Again, that’s almost always the result of some kind of traumatic experience in childhood. But one of the interesting things about psychological healing is that it can take place just through the act of living, where we’re all presented with opportunities to grow and develop.

So many men can “retrain” their bodies to respond to greater sexual arousal without looking at the past. And this is done through a process called sensate focus. While I wouldn’t claim that it is successful in 100% of cases, it certainly works for a heck of a lot of men.

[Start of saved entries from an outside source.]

use crossterm::event::{KeyCode, KeyEvent};
use ratatui::{
    Frame,
    layout::{Constraint, Layout, Rect},
    style::{Modifier, Style},
    text::{Line, Span},
    widgets::{Block, Borders, Clear, List, ListItem, ListState, Paragraph},
};

use crate::keybinds::TextInput;
use crate::ui::{centered_rect, percent_of};

/// A single item that can appear in the finder results.
#[derive(Debug, Clone, PartialEq, Eq)]
pub struct FinderItem {
    pub label: String,
    /// Dimmed text after the label (entity kind, subtitle).
    pub description: String,
    /// Passed back on selection: `page:<route>` or a navigation route.
    pub id: String,
}

impl FinderItem {
    pub fn new(
        label: impl Into<String>,
        description: impl Into<String>,
        id: impl Into<String>,
    ) -> Self {
        Self {
            label: label.into(),
            description: description.into(),
            id: id.into(),
        }
    }
}

/// Outcome of a key press inside the finder.
#[derive(Debug, Clone, PartialEq, Eq)]
pub enum FinderEvent {
    None,
    /// The id of the chosen item.
    Selected(String),
    Closed,
}

/// Finder overlay: a filtered list of items from every page.
#[derive(Debug)]
pub struct Finder {
    pub visible: bool,
    pub query: TextInput,
    items: Vec<FinderItem>,
    /// Indices into `items`.
    filtered: Vec<usize>,
    list_state: ListState,
    pub title: String,
}

impl Default for Finder {
    fn default() -> Self {
        Self {
            visible: false,
            query: TextInput::new(),
            items: Vec::new(),
            filtered: Vec::new(),
            list_state: ListState::default(),
            title: String::from("Find"),
        }
    }
}

impl Finder {
    pub fn new() -> Self {
        Self::default()
    }

    pub fn open(&mut self, title: impl Into<String>, items: Vec<FinderItem>) {
        self.visible = true;
        self.title = title.into();
        self.query.clear();
        self.items = items;
        self.list_state.select(None);
        self.filter();
    }

    pub fn close(&mut self) {
        self.visible = false;
        self.query.clear();
        self.items.clear();
        self.filtered.clear();
        self.list_state.select(None);
    }

    pub fn results(&self) -> impl Iterator<Item = &FinderItem> {
        self.filtered.iter().map(|&i| &self.items[i])
    }

    /// Wraps around at both ends.
    pub fn move_down(&mut self) {
        if self.filtered.is_empty() {
            return;
        }
        let current = self.list_state.selected().unwrap_or(0);
        self.list_state.select(Some((current + 1) % self.filtered.len()));
    }

    pub fn move_up(&mut self) {
        if self.filtered.is_empty() {
            return;
        }
        let current = self.list_state.selected().unwrap_or(0);
        let next = if current == 0 {
            self.filtered.len() - 1
        } else {
            current - 1
        };
        self.list_state.select(Some(next));
    }

    pub fn selected_id(&self) -> Option<&str> {
        let sel = self.list_state.selected()?;
        let idx = *self.filtered.get(sel)?;
        Some(&self.items[idx].id)
    }

    pub fn handle_key(&mut self, key: KeyEvent) -> FinderEvent {
        match key.code {
            KeyCode::Esc => {
                self.close();
                FinderEvent::Closed
            }
            KeyCode::Enter => match self.selected_id().map(str::to_string) {
                Some(id) => {
                    self.close();
                    FinderEvent::Selected(id)
                }
                None => FinderEvent::None,
            },
            KeyCode::Up | KeyCode::BackTab => {
                self.move_up();
                FinderEvent::None
            }
            KeyCode::Down | KeyCode::Tab => {
                self.move_down();
                FinderEvent::None
            }
            _ => {
                if self.query.handle_key(key) {
                    self.filter();
                }
                FinderEvent::None
            }
        }
    }

    /// Case-insensitive substring match on label or description.
    fn filter(&mut self) {
        let needle = self.query.text.trim().to_lowercase();
        self.filtered = self
            .items
            .iter()
            .enumerate()
            .filter(|(_, item)| {
                needle.is_empty()
                    || item.label.to_lowercase().contains(&needle)
                    || item.description.to_lowercase().contains(&needle)
            })
            .map(|(i, _)| i)
            .collect();

        if self.filtered.is_empty() {
            self.list_state.select(None);
        } else {
            let sel = self.list_state.selected().unwrap_or(0);
            self.list_state.select(Some(sel.min(self.filtered.len() - 1)));
        }
    }

    pub fn render(&mut self, frame: &mut Frame, area: Rect) {
        if !self.visible {
            return;
        }

        let popup_width = percent_of(area.width, 60)
            .max(40)
            .min(area.width.saturating_sub(4));
        let popup_height = percent_of(area.height, 60)
            .max(10)
            .min(area.height.saturating_sub(4));
        let popup_area = centered_rect(popup_width, popup_height, area);

        frame.render_widget(Clear, popup_area);

        let [input_area, results_area] =
            Layout::vertical([Constraint::Length(3), Constraint::Min(1)]).areas(popup_area);

        let input = Paragraph::new(Line::from(vec![
            Span::styled("> ", Style::default().add_modifier(Modifier::BOLD)),
            Span::raw(self.query.text.as_str()),
        ]))
        .block(
            Block::default()
                .title(format!(" {} ({}) ", self.title, self.filtered.len()))
                .borders(Borders::ALL),
        );
        frame.render_widget(input, input_area);
        frame.set_cursor_position((
            input_area.x + 3 + self.query.cursor_column(),
            input_area.y + 1,
        ));

        let items: Vec<ListItem> = self
            .filtered
            .iter()
            .map(|&idx| {
                let item = &self.items[idx];
                let line = if item.description.is_empty() {
                    Line::from(Span::raw(item.label.as_str()))
                } else {
                    Line::from(vec![
                        Span::styled(
                            item.label.as_str(),
                            Style::default().add_modifier(Modifier::BOLD),
                        ),
                        Span::styled(
                            format!("  {}", item.description),
                            Style::default().add_modifier(Modifier::DIM),
                        ),
                    ])
                };
                ListItem::new(line)
            })
            .collect();

        let results = List::new(items)
            .block(Block::default().borders(Borders::LEFT | Borders::RIGHT | Borders::BOTTOM))
            .highlight_style(Style::default().add_modifier(Modifier::BOLD | Modifier::REVERSED))
            .highlight_symbol("> ");

        frame.render_stateful_widget(results, results_area, &mut self.list_state);
    }
}

#[cfg(test)]
mod tests {
    use super::*;
    use crossterm::event::KeyModifiers;

    fn press(code: KeyCode) -> KeyEvent {
        KeyEvent::new(code, KeyModifiers::NONE)
    }

    fn finder() -> Finder {
        let mut finder = Finder::new();
        finder.open(
            "Find",
            vec![
                FinderItem::new("Goals", "page", "page:goals"),
                FinderItem::new("Ship v2", "Goal", "goals/12"),
                FinderItem::new("Platform", "Team", "teams/3"),
            ],
        );
        finder
    }

    #[test]
    fn test_open_selects_first() {
        let finder = finder();
        assert_eq!(finder.selected_id(), Some("page:goals"));
        assert_eq!(finder.results().count(), 3);
    }

    #[test]
    fn test_typing_filters_on_label_and_description() {
        let mut finder = finder();
        for c in "team".chars() {
            finder.handle_key(press(KeyCode::Char(c)));
        }
        assert_eq!(finder.results().count(), 1);
        assert_eq!(finder.selected_id(), Some("teams/3"));

        finder.handle_key(press(KeyCode::Backspace));
        finder.handle_key(press(KeyCode::Backspace));
        finder.handle_key(press(KeyCode::Backspace));
        finder.handle_key(press(KeyCode::Backspace));
        assert_eq!(finder.results().count(), 3);
    }

    #[test]
    fn test_navigation_wraps_and_enter_selects() {
        let mut finder = finder();
        finder.handle_key(press(KeyCode::Up));
        assert_eq!(finder.selected_id(), Some("teams/3"));
        finder.handle_key(press(KeyCode::Down));
        finder.handle_key(press(KeyCode::Down));
        assert_eq!(
            finder.handle_key(press(KeyCode::Enter)),
            FinderEvent::Selected("goals/12".into())
        );
        assert!(!finder.visible);
    }

    #[test]
    fn test_no_results_enter_is_noop() {
        let mut finder = finder();
        for c in "zzz".chars() {
            finder.handle_key(press(KeyCode::Char(c)));
        }
        assert_eq!(finder.selected_id(), None);
        assert_eq!(finder.handle_key(press(KeyCode::Enter)), FinderEvent::None);
        assert!(finder.visible);
        assert_eq!(finder.handle_key(press(KeyCode::Esc)), FinderEvent::Closed);
    }
}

Video – Delays In Ejaculating

  

 And so do other techniques that are aimed at increasing arousal, like using porn, or finding orgasm triggers on the body such as nipple stimulation or anal stimulation. And this includes incorporating into the couple’s sex life those things which the man (and the woman!) find particularly arousing. You can read more about this in this book. 

But of course this isn’t really going to work where a man has some fundamental issue about the relationship that he’s in, or about sexuality, or about sex with a woman, or about femininity.

 In those cases it’s hard to see how the condition can be cured without addressing the underlying emotional and psychological issues. This is where men can heal wounds – i.e. emotional wounds – suffered at the hands of women (obviously, usually their mothers).

Densensitization As An Approach To DE

Men with delayed ejaculation often have a particularly “firm” way of masturbating which they learnt in adolescence. And this “death grip” may get a man accustomed to a high level of stimulation. This can mean the more gentle stimulation provided by a partner later in life isn’t enough to make him come. And neither is the much gentler stimulation of oral or vaginal sex. There’s a lot more explanation of these issues in this book.

That’s why it’s essential for men in this situation to enjoy desensitization, and also to practice masturbating with a lighter touch. It helps if you abstain from sex for some time so that your sex drive is higher than normal. It also helps if you find the “orgasm triggers” on your own body. Anal stimulation can be helpful, but there are many more. These orgasm triggers are what we could call erogenous zones.

What about the psychological issues around slow or late ejaculation?

A lot of men who have delayed ejaculation want to be in control. That’s because control is a psychological mechanism which protects a man from situations that once were harmful or threatening. 

The mind assumes anything which frightens an individual in childhood has to be avoided or protected against. And the mind does that very effectively, keeping us away from the specific event that caused the original trauma, and away from anything vaguely related or similar to it. And it does this for the rest of our lives. So a man who experienced any negative emotional experience at the hands of a woman (shame being high on the list) may well be wary of getting close to a woman in the future. And there’s no getting closer to a woman than sharing the intimacy of sex! Read more about the psychology of delayed ejaculation here.

This can explain why some men don’t get aroused enough to come, which is the main cause of delayed ejaculation: avoiding arousal means avoiding the intimacy of sexual intercourse.  Especially the most intimate moment of all – the moment of orgasm, when you lose control completely.

Men with delayed ejaculation (DE) sometimes have a certain mindset about sex and their role within it. They often see themselves as good “providers” of the female orgasm, and having a great ability to pleasure a woman. And some women in relationships with men who have DE are enjoying multiple orgasms. But many more, however, find the isolation and lack of intimacy very distressing. This is where communication between partners is essential.